President Donald Trump signed a bill into law Friday that will make it easier for the Department of Veterans Affairs to weed out employees for wrongdoings.
Trump repeatedly promised during the election campaign to dismiss VA workers “who let our veterans down,” and he cast Friday’s bill signing as the fulfillment of that promise.
The new law will lower the burden of proof to fire employees, allowing for dismissal even if most evidence is in a worker’s favor.
The bill also solidifies another of Trump’s campaign promises by creating a permanent VA accountability office, by law, which Trump established by executive order in April.
The Washington Times reports:
President Trump signed a law Friday that makes it easier for the Department of Veterans Affairs to fire employees for wrongdoing and adds protections for whistleblowers in the VA.

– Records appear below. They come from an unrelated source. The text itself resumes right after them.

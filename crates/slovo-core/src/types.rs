use std::collections::BTreeMap;
use std::fmt;
use std::str::FromStr;

use serde::{Deserialize, Serialize};

use crate::error::GrammarError;

/// Verbal aspect
#[derive(Debug, Clone, Copy, PartialEq, Eq, Hash, Serialize, Deserialize)]
#[serde(rename_all = "lowercase", try_from = "String")]
pub enum Aspect {
    Imperfective,
    Perfective,
}

impl Aspect {
    pub fn as_str(&self) -> &'static str {
        match self {
            Aspect::Imperfective => "imperfective",
            Aspect::Perfective => "perfective",
        }
    }
}

impl FromStr for Aspect {
    type Err = GrammarError;

    /// Dataset labels are free-form ("imperfective (pair: прочитать)"),
    /// so match on the contained keyword. "imperfective" contains
    /// "perfective", so it has to be tested first.
    fn from_str(s: &str) -> Result<Self, Self::Err> {
        let lower = s.trim().to_lowercase();
        if lower.contains("imperfective") || lower == "impf" {
            Ok(Aspect::Imperfective)
        } else if lower.contains("perfective") || lower == "pf" {
            Ok(Aspect::Perfective)
        } else {
            Err(GrammarError::UnknownAspect(s.to_string()))
        }
    }
}

impl TryFrom<String> for Aspect {
    type Error = GrammarError;

    fn try_from(value: String) -> Result<Self, Self::Error> {
        value.parse()
    }
}

impl fmt::Display for Aspect {
    fn fmt(&self, f: &mut fmt::Formatter<'_>) -> fmt::Result {
        f.write_str(self.as_str())
    }
}

/// Grammatical gender of a noun
#[derive(Debug, Clone, Copy, PartialEq, Eq, Hash, Serialize, Deserialize)]
#[serde(rename_all = "lowercase", try_from = "String")]
pub enum Gender {
    Masculine,
    Feminine,
    Neuter,
}

impl Gender {
    pub fn as_str(&self) -> &'static str {
        match self {
            Gender::Masculine => "masculine",
            Gender::Feminine => "feminine",
            Gender::Neuter => "neuter",
        }
    }
}

impl FromStr for Gender {
    type Err = GrammarError;

    fn from_str(s: &str) -> Result<Self, Self::Err> {
        match s.trim().to_lowercase().as_str() {
            "masculine" | "masc" | "m" => Ok(Gender::Masculine),
            "feminine" | "fem" | "f" => Ok(Gender::Feminine),
            "neuter" | "neut" | "n" => Ok(Gender::Neuter),
            _ => Err(GrammarError::UnknownGender(s.to_string())),
        }
    }
}

impl TryFrom<String> for Gender {
    type Error = GrammarError;

    fn try_from(value: String) -> Result<Self, Self::Error> {
        value.parse()
    }
}

impl fmt::Display for Gender {
    fn fmt(&self, f: &mut fmt::Formatter<'_>) -> fmt::Result {
        f.write_str(self.as_str())
    }
}

/// The six grammatical cases, in traditional table order
#[derive(Debug, Clone, Copy, PartialEq, Eq, PartialOrd, Ord, Hash, Serialize, Deserialize)]
#[serde(rename_all = "lowercase")]
pub enum Case {
    Nominative,
    Genitive,
    Dative,
    Accusative,
    Instrumental,
    Prepositional,
}

impl Case {
    pub const ALL: [Case; 6] = [
        Case::Nominative,
        Case::Genitive,
        Case::Dative,
        Case::Accusative,
        Case::Instrumental,
        Case::Prepositional,
    ];

    /// Key used by the lexical dataset
    pub fn label(&self) -> &'static str {
        match self {
            Case::Nominative => "nominative",
            Case::Genitive => "genitive",
            Case::Dative => "dative",
            Case::Accusative => "accusative",
            Case::Instrumental => "instrumental",
            Case::Prepositional => "prepositional",
        }
    }

    /// Russian grammatical name
    pub fn russian_name(&self) -> &'static str {
        match self {
            Case::Nominative => "именительный",
            Case::Genitive => "родительный",
            Case::Dative => "дательный",
            Case::Accusative => "винительный",
            Case::Instrumental => "творительный",
            Case::Prepositional => "предложный",
        }
    }

    /// Question words a learner asks to find the case
    pub fn question(&self) -> &'static str {
        match self {
            Case::Nominative => "кто? что?",
            Case::Genitive => "кого? чего?",
            Case::Dative => "кому? чему?",
            Case::Accusative => "кого? что?",
            Case::Instrumental => "кем? чем?",
            Case::Prepositional => "о ком? о чём?",
        }
    }
}

impl FromStr for Case {
    type Err = GrammarError;

    fn from_str(s: &str) -> Result<Self, Self::Err> {
        let lower = s.trim().to_lowercase();
        Case::ALL
            .into_iter()
            .find(|case| case.label() == lower || case.russian_name() == lower)
            .ok_or_else(|| GrammarError::UnknownCase(s.to_string()))
    }
}

impl fmt::Display for Case {
    fn fmt(&self, f: &mut fmt::Formatter<'_>) -> fmt::Result {
        f.write_str(self.label())
    }
}

/// Grammatical person/number slot of a finite verb form
#[derive(Debug, Clone, Copy, PartialEq, Eq, PartialOrd, Ord, Hash, Serialize, Deserialize)]
pub enum Person {
    #[serde(rename = "я")]
    FirstSingular,
    #[serde(rename = "ты")]
    SecondSingular,
    #[serde(rename = "он/она")]
    ThirdSingular,
    #[serde(rename = "мы")]
    FirstPlural,
    #[serde(rename = "вы")]
    SecondPlural,
    #[serde(rename = "они")]
    ThirdPlural,
}

impl Person {
    pub const ALL: [Person; 6] = [
        Person::FirstSingular,
        Person::SecondSingular,
        Person::ThirdSingular,
        Person::FirstPlural,
        Person::SecondPlural,
        Person::ThirdPlural,
    ];

    /// Pronoun key used by the lexical dataset
    pub fn as_str(&self) -> &'static str {
        match self {
            Person::FirstSingular => "я",
            Person::SecondSingular => "ты",
            Person::ThirdSingular => "он/она",
            Person::FirstPlural => "мы",
            Person::SecondPlural => "вы",
            Person::ThirdPlural => "они",
        }
    }
}

impl FromStr for Person {
    type Err = GrammarError;

    fn from_str(s: &str) -> Result<Self, Self::Err> {
        let lower = s.trim().to_lowercase();
        match lower.as_str() {
            "он" | "она" | "оно" => return Ok(Person::ThirdSingular),
            _ => {}
        }
        Person::ALL
            .into_iter()
            .find(|person| person.as_str() == lower)
            .ok_or_else(|| GrammarError::UnknownPerson(s.to_string()))
    }
}

impl fmt::Display for Person {
    fn fmt(&self, f: &mut fmt::Formatter<'_>) -> fmt::Result {
        f.write_str(self.as_str())
    }
}

/// Participle types
#[derive(Debug, Clone, Copy, PartialEq, Eq, PartialOrd, Ord, Hash, Serialize, Deserialize)]
#[serde(rename_all = "snake_case")]
pub enum ParticipleKind {
    PresentActive,
    PastActive,
    PresentPassive,
    PastPassive,
}

impl ParticipleKind {
    pub fn label(&self) -> &'static str {
        match self {
            ParticipleKind::PresentActive => "present_active",
            ParticipleKind::PastActive => "past_active",
            ParticipleKind::PresentPassive => "present_passive",
            ParticipleKind::PastPassive => "past_passive",
        }
    }

    pub fn description(&self) -> &'static str {
        match self {
            ParticipleKind::PresentActive => "present active (наст. действ.)",
            ParticipleKind::PastActive => "past active (прош. действ.)",
            ParticipleKind::PresentPassive => "present passive (наст. страд.)",
            ParticipleKind::PastPassive => "past passive (прош. страд.)",
        }
    }
}

/// Person -> form mapping (present tense, simple or compound future)
pub type PersonTable = BTreeMap<Person, String>;

/// Participle kind -> form, holding only the kinds that apply
pub type Participles = BTreeMap<ParticipleKind, String>;

/// Case -> word form mapping
#[derive(Debug, Clone, Default, PartialEq, Eq, Serialize, Deserialize)]
#[serde(transparent)]
pub struct CaseTable(BTreeMap<Case, String>);

impl CaseTable {
    pub fn new() -> Self {
        Self(BTreeMap::new())
    }

    pub fn get(&self, case: Case) -> Option<&str> {
        self.0.get(&case).map(String::as_str)
    }

    pub fn insert(&mut self, case: Case, form: impl Into<String>) {
        self.0.insert(case, form.into());
    }

    pub fn len(&self) -> usize {
        self.0.len()
    }

    pub fn is_empty(&self) -> bool {
        self.0.is_empty()
    }

    /// All six cases present with non-empty forms
    pub fn is_complete(&self) -> bool {
        Case::ALL
            .iter()
            .all(|case| self.get(*case).is_some_and(|form| !form.is_empty()))
    }

    pub fn iter(&self) -> impl Iterator<Item = (Case, &str)> {
        self.0.iter().map(|(case, form)| (*case, form.as_str()))
    }

    /// Apply a transform to every form
    pub fn map_forms(self, f: impl Fn(&str) -> String) -> Self {
        Self(
            self.0
                .into_iter()
                .map(|(case, form)| (case, f(&form)))
                .collect(),
        )
    }
}

impl FromIterator<(Case, String)> for CaseTable {
    fn from_iter<T: IntoIterator<Item = (Case, String)>>(iter: T) -> Self {
        Self(iter.into_iter().collect())
    }
}

/// Past tense forms; Russian past agrees in gender/number, never person
#[derive(Debug, Clone, PartialEq, Eq, Serialize, Deserialize)]
pub struct PastTense {
    pub masc: String,
    pub fem: String,
    pub neut: String,
    pub plural: String,
}

#[derive(Debug, Clone, PartialEq, Eq, Serialize, Deserialize)]
pub struct Imperative {
    pub singular: String,
    pub plural: String,
}

/// Verb headword as supplied by the lexical dataset
#[derive(Debug, Clone, PartialEq, Eq, Serialize, Deserialize)]
pub struct VerbEntry {
    #[serde(alias = "word")]
    pub infinitive: String,
    pub aspect: Aspect,
    /// Present tense (imperfective) or simple future (perfective) forms
    #[serde(default, alias = "conjugation")]
    pub present: Option<PersonTable>,
    /// Irregular past stem (шё for идти), used instead of the rule stem
    #[serde(default)]
    pub past_stem: Option<String>,
}

impl VerbEntry {
    pub fn new(infinitive: impl Into<String>, aspect: Aspect) -> Self {
        Self {
            infinitive: infinitive.into(),
            aspect,
            present: None,
            past_stem: None,
        }
    }

    pub fn with_present(mut self, present: PersonTable) -> Self {
        self.present = Some(present);
        self
    }

    pub fn with_past_stem(mut self, stem: impl Into<String>) -> Self {
        self.past_stem = Some(stem.into());
        self
    }

    pub fn from_json(json: &str) -> Result<Self, GrammarError> {
        Ok(serde_json::from_str(json)?)
    }
}

/// Noun headword as supplied by the lexical dataset
#[derive(Debug, Clone, Default, PartialEq, Eq, Serialize, Deserialize)]
pub struct NounEntry {
    #[serde(default, alias = "word")]
    pub nominative_singular: String,
    #[serde(default)]
    pub gender: Option<Gender>,
    #[serde(default)]
    pub animate: bool,
    /// Full singular table; passed through untouched
    #[serde(default, alias = "cases")]
    pub singular: CaseTable,
    /// Irregular plural (люди for человек), used instead of the derived one
    #[serde(default)]
    pub plural: Option<CaseTable>,
}

impl NounEntry {
    pub fn new(nominative_singular: impl Into<String>, gender: Gender) -> Self {
        Self {
            nominative_singular: nominative_singular.into(),
            gender: Some(gender),
            ..Self::default()
        }
    }

    pub fn animate(mut self, animate: bool) -> Self {
        self.animate = animate;
        self
    }

    pub fn with_singular(mut self, singular: CaseTable) -> Self {
        self.singular = singular;
        self
    }

    pub fn with_plural(mut self, plural: CaseTable) -> Self {
        self.plural = Some(plural);
        self
    }

    /// Headword, falling back to the nominative of the singular table
    pub fn nominative(&self) -> &str {
        if self.nominative_singular.trim().is_empty() {
            self.singular.get(Case::Nominative).unwrap_or_default()
        } else {
            &self.nominative_singular
        }
    }

    pub fn from_json(json: &str) -> Result<Self, GrammarError> {
        Ok(serde_json::from_str(json)?)
    }
}

#[derive(Debug, Clone, PartialEq, Eq, Serialize, Deserialize)]
pub struct VerbConjugationResult {
    pub infinitive: String,
    pub aspect: Aspect,
    #[serde(default, skip_serializing_if = "Option::is_none")]
    pub present: Option<PersonTable>,
    #[serde(default, skip_serializing_if = "Option::is_none")]
    pub past: Option<PastTense>,
    #[serde(default)]
    pub future: PersonTable,
    #[serde(default, skip_serializing_if = "Option::is_none")]
    pub imperative: Option<Imperative>,
    #[serde(default)]
    pub participles: Participles,
}

impl VerbConjugationResult {
    /// Apply a transform to every derived or passed-through form
    pub fn map_forms(self, f: impl Fn(&str) -> String) -> Self {
        let map_table = |table: PersonTable| -> PersonTable {
            table
                .into_iter()
                .map(|(person, form)| (person, f(&form)))
                .collect()
        };

        Self {
            infinitive: f(&self.infinitive),
            aspect: self.aspect,
            present: self.present.map(map_table),
            past: self.past.map(|past| PastTense {
                masc: f(&past.masc),
                fem: f(&past.fem),
                neut: f(&past.neut),
                plural: f(&past.plural),
            }),
            future: map_table(self.future),
            imperative: self.imperative.map(|imp| Imperative {
                singular: f(&imp.singular),
                plural: f(&imp.plural),
            }),
            participles: self
                .participles
                .into_iter()
                .map(|(kind, form)| (kind, f(&form)))
                .collect(),
        }
    }

    pub fn to_json(&self) -> Result<serde_json::Value, GrammarError> {
        Ok(serde_json::to_value(self)?)
    }
}

#[derive(Debug, Clone, PartialEq, Eq, Serialize, Deserialize)]
pub struct NounDeclensionResult {
    pub singular: CaseTable,
    pub plural: CaseTable,
}

impl NounDeclensionResult {
    pub fn map_forms(self, f: impl Fn(&str) -> String) -> Self {
        Self {
            singular: self.singular.map_forms(&f),
            plural: self.plural.map_forms(&f),
        }
    }

    pub fn to_json(&self) -> Result<serde_json::Value, GrammarError> {
        Ok(serde_json::to_value(self)?)
    }
}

Responding to an Obama-era scandal in which veterans died waiting for doctor’s appointments, Mr. Trump said the Department of Veterans Affairs Accountability and Whistleblower Protection Act of 2017 will “make sure that the scandal we suffered so recently never, ever happens again.”
“What happened was a national disgrace, and yet some of the employees involved remained on the payrolls,” Mr. Trump said. “Our veterans have fulfilled their duty to this nation, and now we must fulfill our duty to them.”
The president signed the bill into law in the East Room, at a White House ceremony attended by dozens of veterans, family members and lawmakers. Among them was retired Army Sgt. Michael Verardo of North Carolina, who lost two limbs in 2010 when he stepped on an improvised explosive device in Afghanistan.
Mr. Verardo said he was prepared when he enlisted for injury or death. But when he returned home, he had to wait 57 days for the VA to fix his prosthetic leg, and more than three years for the agency to modify his home so he could safely live there.
“What I was not prepared for was coming home to a broken VA system,” Mr. Verardo told the audience. “Today is a new day. This administration has fulfilled its promise that the veteran is empowered and the veteran is in charge of his or her own care.”
The law had bipartisan support in Congress but faced opposition from unions representing VA employees, who warned that the new provisions could make it easier for management to retaliate against employees for political reasons.
VA Secretary David Shulkin cited the examples of a VA employee who kept her job after three convictions for drunken driving, and another who was watching pornography while treating a patient. He said the law “is going to make it easier and quicker for us to hold our employees accountable.”
“Veterans deserve a VA they can trust and take pride in,” Mr. Shulkin said. “Employees who act contrary to our core values erode that trust.”
The president, referring to unions’ opposition, said “this was not an easy one.”
“We got it done. It’s a reform that I campaigned on, and now I am thrilled to be able to sign that promise into law,” Mr. Trump said.